→ **Work request**
Reproduce the records below; each should match the original exactly.

→ **Records supplied**
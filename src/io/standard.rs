//! Standard two-column barcode files
//!
//! Every record is `<birth> <death>`. Infinite values are not part of
//! this format.

use std::io::BufRead;
use std::path::Path;

use super::lines::ContentLines;
use super::{open, with_path, ReadOptions};
use crate::error::Result;
use crate::topology::{Barcode, Interval};

/// Read a standard barcode file with the default (strict) options
pub fn read_standard_file(path: impl AsRef<Path>) -> Result<Barcode> {
    read_standard_file_with(path, &ReadOptions::default())
}

pub fn read_standard_file_with(path: impl AsRef<Path>, options: &ReadOptions) -> Result<Barcode> {
    let path = path.as_ref();
    let reader = open(path)?;
    let barcode = parse_standard(reader, options).map_err(|e| with_path(e, path))?;
    log::info!("Read {} intervals from {}", barcode.len(), path.display());
    Ok(barcode)
}

pub fn parse_standard_str(input: &str, options: &ReadOptions) -> Result<Barcode> {
    parse_standard(input.as_bytes(), options)
}

/// Parse standard records from any buffered source
pub fn parse_standard<R: BufRead>(reader: R, options: &ReadOptions) -> Result<Barcode> {
    let mut barcode = Barcode::new();

    for line in ContentLines::new(reader, options.mode) {
        let line = line?;
        let [begin, end] = line.numbers(["birth", "death"], options.mode)?;
        let interval = Interval::new(begin, end);

        if options.skip_degenerate && interval.is_degenerate() {
            log::debug!("line {}: skipping degenerate interval {}", line.number, interval);
            continue;
        }

        log::debug!("{} , {}", interval.birth, interval.death);
        barcode.push(interval);
    }

    Ok(barcode)
}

→ **The answer**
filename src/io/standard.rs
//! Standard two-column barcode files
//!
//! Every record is `<birth> <death>`. Infinite values are not part of
//! this format.

use std::io::BufRead;
use std::path::Path;

use super::lines::ContentLines;
use super::{open, with_path, ReadOptions};
use crate::error::Result;
use crate::topology::{Barcode, Interval};

/// Read a standard barcode file with the default (strict) options
pub fn read_standard_file(path: impl AsRef<Path>) -> Result<Barcode> {
    read_standard_file_with(path, &ReadOptions::default())
}

pub fn read_standard_file_with(path: impl AsRef<Path>, options: &ReadOptions) -> Result<Barcode> {
    let path = path.as_ref();
    let reader = open(path)?;
    let barcode = parse_standard(reader, options).map_err(|e| with_path(e, path))?;
    log::info!("Read {} intervals from {}", barcode.len(), path.display());
    Ok(barcode)
}

pub fn parse_standard_str(input: &str, options: &ReadOptions) -> Result<Barcode> {
    parse_standard(input.as_bytes(), options)
}

/// Parse standard records from any buffered source
pub fn parse_standard<R: BufRead>(reader: R, options: &ReadOptions) -> Result<Barcode> {
    let mut barcode = Barcode::new();

    for line in ContentLines::new(reader, options.mode) {
        let line = line?;
        let [begin, end] = line.numbers(["birth", "death"], options.mode)?;
        let interval = Interval::new(begin, end);

        if options.skip_degenerate && interval.is_degenerate() {
            log::debug!("line {}: skipping degenerate interval {}", line.number, interval);
            continue;
        }

        log::debug!("{} , {}", interval.birth, interval.death);
        barcode.push(interval);
    }

    Ok(barcode)
}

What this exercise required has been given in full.